Nellio aide Junior blessé à s’extirper de l’intertube et découvre un homme en train de violer Eva.

Mon corps ne m’obéit plus. Sans la moindre hésitation, je me rue furieusement sur l’homme en blanc. Il a peine le temps de tourner vers moi un regard surpris que je l’agrippe et que nous roulons sur le sol. Mes doigts cherchent instinctivement à le blesser, le griffer, déchirer. Je ne suis plus que colère et violence.

Il suffoque et tente de se défendre contre mes attaques désordonnées. Reprenant ses esprits, il parvient à esquiver mes coups inefficaces et me repousser d’un grand coup de pied loin de lui.

— Mais vous êtes complètement dingue ? Qui êtes-vous ? Qu’est-ce qui vous prend ?

Je me relève en hurlant d’une voix rauque, déformée par la rage.

— Salaud ! Ordure !

Je cours vers lui mais mon attaque était trop prévisible. D’un mouvement souple, il m’entraîne vers le sol et m’immobilise d’une clé de bras.

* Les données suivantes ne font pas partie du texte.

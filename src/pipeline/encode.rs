//! Encoding: raw bytes or a rendered page → base64 [`ModelInputPart`].
//!
//! Multimodal APIs take binary inputs inline as base64 strings paired with a
//! media type. Uploaded images are passed through untouched; rendered PDF
//! pages are first written out as PNG (or JPEG when configured).

use crate::config::PageImageFormat;
use crate::error::ReviewError;
use base64::{engine::general_purpose::STANDARD, Engine as _};
use image::DynamicImage;
use serde::{Deserialize, Serialize};
use std::io::Cursor;
use tracing::debug;

/// One unit of model input: a base64 payload and its media type.
#[derive(Debug, Clone, PartialEq, Eq, Serialize, Deserialize)]
pub struct ModelInputPart {
    /// Standard-alphabet, padded base64.
    pub data: String,
    pub media_type: String,
}

impl ModelInputPart {
    /// Decode the payload back into the original bytes.
    pub fn decoded(&self) -> Result<Vec<u8>, base64::DecodeError> {
        STANDARD.decode(&self.data)
    }

    /// Size of the decoded payload in bytes, computed from the base64 length.
    pub fn byte_len(&self) -> usize {
        let padding = self.data.bytes().rev().take_while(|&b| b == b'=').count();
        ((self.data.len() / 4) * 3).saturating_sub(padding.min(2))
    }
}

/// Encode bytes as a model part carrying `media_type` verbatim.
pub fn encode_bytes(bytes: &[u8], media_type: &str) -> ModelInputPart {
    ModelInputPart {
        data: STANDARD.encode(bytes),
        media_type: media_type.to_string(),
    }
}

/// Encode a rasterised page in the configured image format.
pub fn encode_page(
    img: &DynamicImage,
    format: PageImageFormat,
    page_num: usize,
) -> Result<ModelInputPart, ReviewError> {
    let mut buf = Vec::new();
    // JPEG has no alpha channel; flatten before writing.
    let written = match format {
        PageImageFormat::Png => img.write_to(&mut Cursor::new(&mut buf), format.image_format()),
        PageImageFormat::Jpeg => DynamicImage::ImageRgb8(img.to_rgb8())
            .write_to(&mut Cursor::new(&mut buf), format.image_format()),
    };
    written.map_err(|e| ReviewError::ImageEncodingFailed {
        page: page_num,
        detail: e.to_string(),
    })?;

    let part = encode_bytes(&buf, format.media_type());
    debug!(
        "Encoded page {} → {} bytes base64 ({})",
        page_num,
        part.data.len(),
        part.media_type
    );
    Ok(part)
}

#[cfg(test)]
mod tests {
    use super::*;
    use image::{Rgba, RgbaImage};

    fn red_square() -> DynamicImage {
        DynamicImage::ImageRgba8(RgbaImage::from_pixel(10, 10, Rgba([255, 0, 0, 255])))
    }

    #[test]
    fn encode_bytes_round_trips() {
        let original: Vec<u8> = (0..=255u8).cycle().take(1000).collect();
        let part = encode_bytes(&original, "image/webp");
        assert_eq!(part.media_type, "image/webp");
        assert_eq!(part.decoded().unwrap(), original);
        assert_eq!(part.byte_len(), original.len());
    }

    #[test]
    fn byte_len_of_malformed_payload_is_zero() {
        let part = ModelInputPart {
            data: "==".into(),
            media_type: "image/png".into(),
        };
        assert_eq!(part.byte_len(), 0);
    }

    #[test]
    fn byte_len_handles_padding() {
        for len in 0..8 {
            let bytes = vec![7u8; len];
            assert_eq!(encode_bytes(&bytes, "x/y").byte_len(), len, "len {len}");
        }
    }

    #[test]
    fn encode_page_png() {
        let part = encode_page(&red_square(), PageImageFormat::Png, 1).expect("encode should succeed");
        assert_eq!(part.media_type, "image/png");
        let decoded = part.decoded().expect("valid base64");
        assert_eq!(&decoded[..4], b"\x89PNG");
    }

    #[test]
    fn encode_page_jpeg_drops_alpha() {
        let part = encode_page(&red_square(), PageImageFormat::Jpeg, 2).expect("encode should succeed");
        assert_eq!(part.media_type, "image/jpeg");
        let decoded = part.decoded().unwrap();
        assert_eq!(&decoded[..2], b"\xFF\xD8");
    }
}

— Vous êtes vraiment un grand malade ! Ça vous prend souvent d’attaquer comme ça les gens qui bossent ?

Je n’ai pas le temps de méditer sur l’étrangeté de sa réplique qu’une voix nous interrompt.

— Mitch, voici la suiv… mais qu’est-ce que tu fous ?

Malgré la douleur, je tourne la tête et entraperçois un homme vêtu de la même combinaison blanche. Il avance en tenant par le bras une femme nue qui semble se laisser conduire docilement, le regard vide de toute expression. Je manque de m’étouffer de surprise : Eva !

— Ce type a surgit de nulle part et m’a attaqué sans raison. Son pote dans le coin ne bouge pas et a l’air plutôt mal en point.

— Il était en train de violer… tenté-je de me défendre. Mais la surprise et la douleur qui tiraille mon bras étouffent ma phrase.

L’autre éclate de rire.

— La violer ? T’entends ça Mitch ? Tu serais un violeur maintenant ! Je dirais même un violeur en série car je t’apporte ta prochaine victime.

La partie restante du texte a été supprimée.